Roche is building on the long-term success of Herceptin as the standard of care for women with HER2-positive breast cancer with two innovative products: Perjeta and T-DM1. These two medicines have the potential to offer the thousands of women affected by this type of breast cancer each year an even more effective and better tolerated treatment.

An updated overall survival analysis of the EMILIA trial presented at this year’s European Society for Medical Oncology congress showed that T-DM1 significantly extended the lives of patients with HER2-positive metastatic breast cancer compared with patients who were given combined lapatinib and Xeloda.

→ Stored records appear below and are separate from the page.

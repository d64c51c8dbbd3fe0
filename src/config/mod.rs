//! Configuration loading: the site file describing wanted services per host.
pub mod site;
pub mod toml_loader;

pub use site::{HostEntry, SiteConfig};
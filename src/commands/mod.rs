//! Top-level subcommand orchestration.
pub mod check;
pub mod diff;
pub mod reconcile;
pub mod version;

use std::sync::Arc;

use anyhow::Result;

use crate::cli::GlobalOpts;
use crate::config::SiteConfig;
use crate::logging::{Log, Logger};
use crate::tasks::{self, Context, Task};

/// Shared state produced by the common command setup sequence.
///
/// Loads the site configuration and resolves the host so that each command
/// does not have to repeat the boilerplate.
#[derive(Debug)]
pub struct CommandSetup {
    /// Loaded site configuration.
    pub site: Arc<SiteConfig>,
    /// Host to reconcile, possibly empty.
    pub host: String,
}

impl CommandSetup {
    /// Resolve the host and load the site configuration.
    ///
    /// # Errors
    ///
    /// Returns an error if the site configuration fails to parse.
    pub fn init(global: &GlobalOpts, log: &Logger) -> Result<Self> {
        let host = global.resolve_host();

        log.stage("Loading site configuration");
        let site = SiteConfig::load(&global.site)?;
        log.debug(&format!("{} hosts", site.hosts().count()));
        log.info(&format!("host: {host}"));
        if !host.is_empty() && !site.declares(&host) {
            log.warn(&format!(
                "host {host} is not declared in {}",
                global.site.display()
            ));
        }

        Ok(Self {
            site: Arc::new(site),
            host,
        })
    }

    /// Build the task context for `log`.
    ///
    /// # Errors
    ///
    /// Returns an error if the host name is empty.
    pub fn context(&self, global: &GlobalOpts, log: Arc<dyn Log>) -> Result<Context> {
        Context::new(
            Arc::clone(&self.site),
            &self.host,
            global.layout.clone(),
            log,
            global.dry_run,
        )
    }
}

/// Execute every task in order, print the summary, and bail if any task failed.
///
/// # Errors
///
/// Returns an error if one or more tasks recorded a failure.
pub fn run_tasks_to_completion<'a>(
    tasks: impl IntoIterator<Item = &'a dyn Task>,
    ctx: &Context,
    log: &Logger,
) -> Result<()> {
    for task in tasks {
        tasks::execute(task, ctx);
    }

    log.print_summary();

    let count = log.failure_count();
    if count > 0 {
        anyhow::bail!("{count} task(s) failed");
    }
    Ok(())
}
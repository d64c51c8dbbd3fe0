//! Command-line interface definition.
use std::path::PathBuf;

use clap::{Parser, Subcommand};

/// Top-level CLI entry point for the layout reconciliation engine.
#[derive(Parser, Debug)]
#[command(
    name = "layout",
    about = "Reconcile a host's layout file with the site configuration",
    version
)]
pub struct Cli {
    /// Subcommand to run.
    #[command(subcommand)]
    pub command: Command,

    /// Enable verbose output
    #[arg(short, long, global = true)]
    pub verbose: bool,

    /// Options shared by every subcommand.
    #[command(flatten)]
    pub global: GlobalOpts,
}

/// Options shared across all subcommands.
#[derive(Parser, Debug, Clone)]
pub struct GlobalOpts {
    /// Site configuration listing the services of every host
    #[arg(long, global = true, env = "LAYOUT_SITE", default_value = "site.toml")]
    pub site: PathBuf,

    /// Layout file to reconcile
    #[arg(long, global = true, env = "LAYOUT_FILE", default_value = "layout.conf")]
    pub layout: PathBuf,

    /// Host whose services are reconciled (defaults to $HOSTNAME)
    #[arg(long, global = true, env = "LAYOUT_HOST")]
    pub host: Option<String>,

    /// Preview changes without applying
    #[arg(short = 'd', long, global = true)]
    pub dry_run: bool,
}

impl GlobalOpts {
    /// The host to reconcile: `--host`, else the `HOSTNAME` environment
    /// variable, else empty.
    #[must_use]
    pub fn resolve_host(&self) -> String {
        self.host
            .clone()
            .or_else(|| std::env::var("HOSTNAME").ok())
            .unwrap_or_default()
    }
}

/// Available subcommands.
#[derive(Subcommand, Debug)]
pub enum Command {
    /// Rewrite the layout file so it runs exactly the wanted services
    Reconcile(ReconcileOpts),
    /// Report whether the layout file is up to date
    Check,
    /// Show the changes reconcile would make as a unified diff
    Diff,
    /// Print version information
    Version,
}

impl Command {
    /// Name used for the log file of this command.
    #[must_use]
    pub const fn name(&self) -> &'static str {
        match self {
            Self::Reconcile(_) => "reconcile",
            Self::Check => "check",
            Self::Diff => "diff",
            Self::Version => "version",
        }
    }
}

/// Options for the `reconcile` subcommand.
#[derive(Parser, Debug, Clone)]
pub struct ReconcileOpts {
    /// Do not keep a timestamped copy of the replaced layout file
    #[arg(long = "no-backup", action = clap::ArgAction::SetFalse)]
    pub backup: bool,
}
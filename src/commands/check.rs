//! Command: report whether the layout file is up to date.
use anyhow::Result;

use crate::cli::GlobalOpts;
use crate::layout::module;
use crate::logging::Logger;

/// Run the check command.
///
/// A host the site does not declare has nothing to check and passes.
///
/// # Errors
///
/// Returns an error if the layout cannot be reconciled or the file on disk
/// differs from the reconciled layout.
pub fn run(global: &GlobalOpts, log: &Logger) -> Result<()> {
    let setup = super::CommandSetup::init(global, log)?;

    log.stage("Checking layout");
    if !module::check(&setup.site, &setup.host) {
        log.info(&format!("host {} runs no managed services", setup.host));
        return Ok(());
    }

    let outcome = module::run(&setup.site, &setup.host, &global.layout)?;
    if outcome.changed() {
        anyhow::bail!(
            "{} is out of date: {}",
            global.layout.display(),
            outcome.plan.summary()
        );
    }

    log.info(&format!(
        "{} is up to date ({} services)",
        global.layout.display(),
        outcome.plan.kept.len()
    ));
    Ok(())
}
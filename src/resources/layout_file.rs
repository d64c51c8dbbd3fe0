//! Layout file resource.
use anyhow::{Context as _, Result};
use std::path::PathBuf;

use super::fs::{backup_file, write_atomic};
use super::{Applicable, Resource, ResourceChange, ResourceState};

/// A layout file that should hold exactly `content`.
///
/// Applying replaces the file atomically and keeps a timestamped copy of the
/// previous content next to it.
#[derive(Debug, Clone)]
pub struct LayoutFileResource {
    /// Destination path.
    pub path: PathBuf,
    /// Desired file content.
    pub content: String,
    /// Whether to back up the previous file before replacing it.
    pub backup: bool,
}

impl LayoutFileResource {
    /// Create a new layout file resource with backups enabled.
    #[must_use]
    pub const fn new(path: PathBuf, content: String) -> Self {
        Self {
            path,
            content,
            backup: true,
        }
    }

    /// Disable the backup of the previous file.
    #[must_use]
    pub const fn without_backup(mut self) -> Self {
        self.backup = false;
        self
    }
}

/// 1-based number of the first line where `current` and `desired` differ.
fn first_difference(current: &str, desired: &str) -> usize {
    let mut current_lines = current.lines();
    let mut desired_lines = desired.lines();
    let mut line = 1;
    loop {
        match (current_lines.next(), desired_lines.next()) {
            (Some(a), Some(b)) if a == b => line += 1,
            _ => return line,
        }
    }
}

impl Applicable for LayoutFileResource {
    fn description(&self) -> String {
        format!("layout file {}", self.path.display())
    }

    fn apply(&self) -> Result<ResourceChange> {
        match self.current_state()? {
            ResourceState::Correct => return Ok(ResourceChange::AlreadyCorrect),
            ResourceState::Invalid { reason } => return Ok(ResourceChange::Skipped { reason }),
            ResourceState::Incorrect { .. } if self.backup => {
                backup_file(&self.path)?;
            }
            ResourceState::Missing | ResourceState::Incorrect { .. } => {}
        }
        write_atomic(&self.path, &self.content)?;
        Ok(ResourceChange::Applied)
    }
}

impl Resource for LayoutFileResource {
    fn current_state(&self) -> Result<ResourceState> {
        if self.path.is_dir() {
            return Ok(ResourceState::Invalid {
                reason: "target is a directory".to_string(),
            });
        }
        if !self.path.exists() {
            return Ok(ResourceState::Missing);
        }
        let current = std::fs::read_to_string(&self.path)
            .with_context(|| format!("reading {}", self.path.display()))?;
        if current == self.content {
            Ok(ResourceState::Correct)
        } else {
            Ok(ResourceState::Incorrect {
                current: format!(
                    "differs from line {}",
                    first_difference(&current, &self.content)
                ),
            })
        }
    }
}
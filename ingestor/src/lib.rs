//! Telemetry ingestion and realtime fan-out for provisioned IoT devices.

pub mod db;
pub mod errors;
pub mod hub;
pub mod ingest;
pub mod metrics;
pub mod model;
pub mod mqtt;
pub mod rest;
pub mod validate;
pub mod value;
pub mod ws;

Roche confirms its full-year outlook for 2012. Barring unforeseen events, Roche expects low to mid-single-digit sales growth at constant exchange rates for the Group and the Pharmaceuticals Division in 2012. Sales by the Diagnostics Division are expected to again outpace the market. Despite a challenging market environment, based on the expected sales growth and continued efficiency improvements, Roche is aiming for a high single-digit increase in Core Earnings per Share at constant exchange rates. Roche will continue its attractive dividend policy.

About Roche

Headquartered in Basel, Switzerland, Roche is a leader in research-focused healthcare with combined strengths in pharmaceuticals and diagnostics. Roche is the world’s largest biotech company with truly differentiated medicines in oncology, virology, inflammation, metabolism and CNS. Roche is also the world leader in in-vitro diagnostics, tissue-based cancer diagnostics and a pioneer in diabetes management. Roche’s personalized healthcare strategy aims at providing medicines and diagnostic tools that enable tangible improvements in the health, quality of life and survival of patients. In 2011, Roche had over 80,000 employees worldwide and invested over 8 billion Swiss francs in R&D. The Group posted sales of 42.5 billion Swiss francs. Genentech, United States, is a wholly owned member of the Roche Group. Roche has a majority stake in Chugai Pharmaceutical, Japan.